Data supplied:
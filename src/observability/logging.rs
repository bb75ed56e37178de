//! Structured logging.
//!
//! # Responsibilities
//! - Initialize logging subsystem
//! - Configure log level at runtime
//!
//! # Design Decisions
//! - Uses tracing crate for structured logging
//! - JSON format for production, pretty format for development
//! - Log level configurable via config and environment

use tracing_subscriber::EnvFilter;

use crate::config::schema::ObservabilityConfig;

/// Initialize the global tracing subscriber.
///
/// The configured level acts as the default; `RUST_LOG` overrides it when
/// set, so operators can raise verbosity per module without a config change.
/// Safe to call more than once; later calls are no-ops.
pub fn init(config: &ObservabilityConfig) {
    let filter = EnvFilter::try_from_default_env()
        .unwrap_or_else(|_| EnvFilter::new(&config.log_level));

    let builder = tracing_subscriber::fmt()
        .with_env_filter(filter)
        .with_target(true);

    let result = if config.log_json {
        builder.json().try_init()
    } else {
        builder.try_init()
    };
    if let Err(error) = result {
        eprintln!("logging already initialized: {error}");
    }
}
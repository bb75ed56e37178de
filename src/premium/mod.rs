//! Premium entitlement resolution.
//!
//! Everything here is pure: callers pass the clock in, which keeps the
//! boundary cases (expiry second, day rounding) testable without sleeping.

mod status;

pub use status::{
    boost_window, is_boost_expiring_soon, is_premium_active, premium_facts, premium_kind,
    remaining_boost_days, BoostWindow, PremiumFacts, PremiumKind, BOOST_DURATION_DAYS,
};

Required work:
Repeat all the entries above without altering anything.

Finished exercise:
filename src/observability/logging.rs
repository bb75ed56e37178de
//! Structured logging.
//!
//! # Responsibilities
//! - Initialize logging subsystem
//! - Configure log level at runtime
//!
//! # Design Decisions
//! - Uses tracing crate for structured logging
//! - JSON format for production, pretty format for development
//! - Log level configurable via config and environment

use tracing_subscriber::EnvFilter;

use crate::config::schema::ObservabilityConfig;

/// Initialize the global tracing subscriber.
///
/// The configured level acts as the default; `RUST_LOG` overrides it when
/// set, so operators can raise verbosity per module without a config change.
/// Safe to call more than once; later calls are no-ops.
pub fn init(config: &ObservabilityConfig) {
    let filter = EnvFilter::try_from_default_env()
        .unwrap_or_else(|_| EnvFilter::new(&config.log_level));

    let builder = tracing_subscriber::fmt()
        .with_env_filter(filter)
        .with_target(true);

    let result = if config.log_json {
        builder.json().try_init()
    } else {
        builder.try_init()
    };
    if let Err(error) = result {
        eprintln!("logging already initialized: {error}");
    }
}
repository bb75ed56e37178de
filename src/premium/mod.rs
//! Premium entitlement resolution.
//!
//! Everything here is pure: callers pass the clock in, which keeps the
//! boundary cases (expiry second, day rounding) testable without sleeping.

mod status;

pub use status::{
    boost_window, is_boost_expiring_soon, is_premium_active, premium_facts, premium_kind,
    remaining_boost_days, BoostWindow, PremiumFacts, PremiumKind, BOOST_DURATION_DAYS,
};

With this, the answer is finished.